= Dataset content =
■ ■ ■ ■ ■ ■ ■

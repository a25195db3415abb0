use std::collections::BTreeSet;
use std::fmt;

use chrono::NaiveDate;
use serde::{Deserialize, Serialize};

/// Error taxonomy label recorded against a failed document.
#[derive(Debug, Clone, Copy, PartialEq, Eq, Hash, Serialize, Deserialize)]
pub enum ErrorKind {
    InvalidJob,
    Fetch,
    SizeLimitExceeded,
    Parse,
    Extraction,
    Storage,
    Cancelled,
}

impl fmt::Display for ErrorKind {
    fn fmt(&self, f: &mut fmt::Formatter<'_>) -> fmt::Result {
        let label = match self {
            ErrorKind::InvalidJob => "InvalidJobError",
            ErrorKind::Fetch => "FetchError",
            ErrorKind::SizeLimitExceeded => "SizeLimitExceeded",
            ErrorKind::Parse => "ParseError",
            ErrorKind::Extraction => "ExtractionError",
            ErrorKind::Storage => "StorageError",
            ErrorKind::Cancelled => "Cancelled",
        };
        f.write_str(label)
    }
}

#[derive(Debug, Clone, PartialEq, Eq, Serialize, Deserialize)]
pub struct DocumentFailure {
    pub url: String,
    pub kind: ErrorKind,
    pub message: String,
}

#[derive(Debug, Clone, Copy, PartialEq, Eq, Serialize, Deserialize)]
pub enum JobStatus {
    /// Every selected document reached `Done` and nothing failed at job level
    /// (trivially true for zero documents).
    Completed,
    /// Some documents reached `Done`; some failed, or the metadata write did.
    PartiallyFailed,
    /// Documents were selected and none reached `Done`, or discovery failed.
    Failed,
}

/// Keys written for one job.
#[derive(Debug, Clone, Default, PartialEq, Eq, Serialize, Deserialize)]
pub struct StorageManifest {
    /// Staging and raw-zone keys of documents that reached `Done`.
    pub keys: BTreeSet<String>,
    /// Keys written for documents that failed at a later step.
    #[serde(default)]
    pub orphaned: BTreeSet<String>,
    /// The job metadata object, when it was written.
    pub metadata_key: Option<String>,
}

impl StorageManifest {
    pub fn is_empty(&self) -> bool {
        self.keys.is_empty() && self.orphaned.is_empty() && self.metadata_key.is_none()
    }

    /// Every key, metadata included, in sorted order.
    pub fn all_keys(&self) -> BTreeSet<String> {
        let mut all = self.keys.clone();
        all.extend(self.orphaned.iter().cloned());
        all.extend(self.metadata_key.iter().cloned());
        all
    }
}

#[derive(Debug, Clone, PartialEq, Eq, Serialize, Deserialize)]
pub struct JobReport {
    pub dataset_name: String,
    pub base_url: String,
    pub capture_date: NaiveDate,
    pub status: JobStatus,
    pub documents_attempted: usize,
    pub manifest: StorageManifest,
    pub failures: Vec<DocumentFailure>,
}

impl JobReport {
    pub fn failed_urls(&self) -> Vec<&str> {
        self.failures.iter().map(|f| f.url.as_str()).collect()
    }
}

■ ■ ■ ■ ■ ■ ■

= Requirement =
Show the lines in the entries above that include the string "NaiveDate".

= Exercise response =
use chrono::NaiveDate;
    pub capture_date: NaiveDate,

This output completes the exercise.